Im Grunde müssten alle Eltern vorab zum Psychotherapeuten geschickt werden, um erst einmal zu ergründen, warum sie sich überhaupt reproduzieren wollen: Da ist z.B. diese Mutter mit ihrer knapp 10-Jährigen Tochter, die ich mindestens dreimal die Woche auf dem Sportplatz antreffe. Nicht nur, dass ich mich frage, wann das Kind eigentlich mal in die Schule geht, denn ich bin in letzter Zeit meistens sehr spät dran, sondern ich mache mir auch ernsthaft Sorgen um das Wohlergehen dieses Zöglings, in das die Mutter offenbar eigene, nicht realisierte Träume überträgt. Wie sonst ist es zu erklären, dass die erst vor wenigen Jahren dem Krabbelalter entwachsene Jungsportlerin zunächst mehr als zwanzig Runden à 400 m wetzen muss, um sich anschließend noch mit 270 Seilsprüngen zu profilieren. Und als sie dann nach einem Schluck Wasser bei der auf dem Rasen gelangweilt lesenden Mutter bettelt, entgegnet diese ihr: „Nach weiteren 270!“ Dagegen war ja die Ausbildung von Spartacus und seinen Gladiatoren-Kameraden ein Spaziergang.

Kürzlich las ich in einem Buch, dass Kinder bis zum Alter von 5 Jahren rund 40.000 Mal von ihren Eltern ermahnt, kritisiert und ausgeschimpft werden. Mit dem Ergebnis, dass sie sich im Erwachsenenalter noch ständig Selbstvorwürfe machen und sich für minderwertig halten, wenn sie in irgendeiner Sache einen Fehler begehen. Wären sie in ihrer Kindheit nicht von schlecht gelaunten, gestressten, mit sich selbst unzufriedenen Dilettanten, sondern von ausgebildeten Pädagogen mit elterlicher Fürsorge, empathischem Einfühlungsvermögen und uneigennütziger Liebe erzogen worden, ließen sich vermutlich Milliarden an Folgekosten für ärztliche und pharmakologische Betreuung einsparen.
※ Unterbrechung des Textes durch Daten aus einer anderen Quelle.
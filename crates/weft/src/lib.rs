//! # weft
//!
//! A WebAssembly execution toolchain: modules are decoded from the binary
//! format (or handed over by a text front-end as a raw AST), lowered to a
//! fully indexed form, validated, linked against each other and against
//! host-provided modules, and executed — either concretely on native
//! values or symbolically on constraint terms.
//!
//! The pipeline runs strictly forward:
//!
//! ```text
//! decode -> group -> rewrite -> validate -> link -> interpret
//! ```
//!
//! Each stage consumes the previous stage's output as an immutable value.
//! The interpreter itself is written once, against the [`Algebra`] trait;
//! [`Concrete`] executes bit-exactly and [`sym::Symbolic`] builds solver
//! terms and forks at satisfiable branch points.
//!
//! ```no_run
//! use weft::{Concrete, Linker, Store};
//!
//! # fn main() -> Result<(), weft::Error> {
//! let wasm = std::fs::read("module.wasm").expect("read failed");
//! let module = weft::load(&wasm)?;
//! let mut store = Store::new(Concrete);
//! let mut linker = Linker::new();
//! let instance = linker.instantiate(&mut store, &module)?;
//! let results = weft::invoke(&mut store, instance, "main", &[])?;
//! println!("{results:?}");
//! # Ok(())
//! # }
//! ```

#![warn(missing_docs)]

use core::fmt;

use weft_core::Trap;

pub mod ast;
pub mod decode;
pub mod exec;
pub mod link;
pub mod module;
pub mod store;
pub mod sym;
pub mod valid;

pub use self::{
    exec::{invoke, Algebra, Branches, Concrete},
    link::{ExternModule, Linker},
    module::Module,
    store::{ExternVal, Store},
};

/// Any failure along the pipeline.
///
/// The first three variants are static errors produced by the decoder, the
/// rewriter and the type checker respectively; their messages use the
/// stable vocabulary of the reference test suite. [`Error::Trap`] is the
/// runtime channel. No stage recovers from another stage's errors.
#[derive(Debug)]
pub enum Error {
    /// The input is not a well-formed module.
    Malformed(String),
    /// The module is well-formed but violates a validation rule.
    Validation(String),
    /// Import resolution or segment initialisation failed at link time.
    Instantiation(String),
    /// Execution trapped.
    Trap(Trap),
}

impl Error {
    pub(crate) fn malformed(msg: impl Into<String>) -> Self {
        Self::Malformed(msg.into())
    }

    pub(crate) fn validation(msg: impl Into<String>) -> Self {
        Self::Validation(msg.into())
    }

    pub(crate) fn instantiation(msg: impl Into<String>) -> Self {
        Self::Instantiation(msg.into())
    }
}

impl fmt::Display for Error {
    fn fmt(&self, f: &mut fmt::Formatter) -> fmt::Result {
        match self {
            Self::Malformed(msg) | Self::Validation(msg) | Self::Instantiation(msg) => {
                write!(f, "{msg}")
            }
            Self::Trap(trap) => write!(f, "{trap}"),
        }
    }
}

impl std::error::Error for Error {}

impl From<Trap> for Error {
    fn from(trap: Trap) -> Self {
        Self::Trap(trap)
    }
}

/// Runs the front half of the pipeline on a binary module: decode, group,
/// rewrite and validate.
pub fn load(bytes: &[u8]) -> Result<Module, Error> {
    let raw = decode::decode_module(bytes)?;
    load_ast(raw)
}

/// Runs group, rewrite and validate on a raw AST, e.g. one delivered by an
/// external text parser.
pub fn load_ast(raw: ast::Module) -> Result<Module, Error> {
    let grouped = module::group(raw)?;
    let module = module::rewrite(grouped)?;
    valid::validate(&module)?;
    Ok(module)
}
Mehr denn je werden gerade heute, da man viel mehr über projizierte Träume, falschen Ehrgeiz und Individualförderung der Heranwachsenden weiß oder wissen könnte, Kinder aus den sogenannten bürgerlichen Haushalten mit anderthalb Jahren zur musikalischen Früherziehung geschickt, ja es wird sogar empfohlen, dem Embryo im Bauch bereits Mozart vorzududeln, damit selbiger gleich nach dem Durchtrennen der Nabelschnur seine erste Sinfonie zu Papier bringt. Und sobald der Dreijährige den ersten Ball kickt, wird ihm sofort ein Platz im Nachwuchsförderprogramm des Fußballvereins reserviert, damit er spätestens mit 12 der nächste Ronaldo wird. Einer der besten Freunde meines zehnjährigen Sohns hat nicht einmal mehr die Zeit gefunden, sich zum Abschied von der Grundschule in dessen Freunde-Buch einzutragen. Als Grund gab er an, Montag und Freitag zum Fußball zu müssen, am Dienstag Theaterprobe, Mittwoch Chor, Donnerstag Klavierunterricht und Samstag ein Punktspiel zu haben; Sonntagvormittag besuchten sie immer die Großeltern, nachmittags sei er mit seinen Eltern unterwegs – vermutlich im Museum oder bei der GPS-Schatzsuche. Über Michael Jacksons Vater hat sich die halbe Welt aufgeregt, als herauskam, wie er seine Kinder misshandelt hat, um sie auf Erfolgskurs zu trimmen, aber sind wir Bildungsbürgereltern nicht einfach nur die Light-Version dieses illustren Despoten?  Und solche Eltern mokieren sich dann über Quereinsteiger in der Grundschule! Wann hat das eigentlich angefangen, dass Kinder nicht mehr Kinder sein durften? Ach was, wahrscheinlich war das schon immer so, nur dass früher die Kinder ins Bergwerk geschickt wurden und heute zur Talentschmiede.

Andererseits: Michael Jacksons Vermögen betrug schätzungsweise mehr als 1 Milliarde Dollar! Und mein Sohn hat heute wieder nicht Gitarre geübt! Ich werd‘ den jetzt mal zusammenscheißen, sonst wird nie was aus ihm! Wehe, der blamiert uns beim Schulkonzert im Oktober!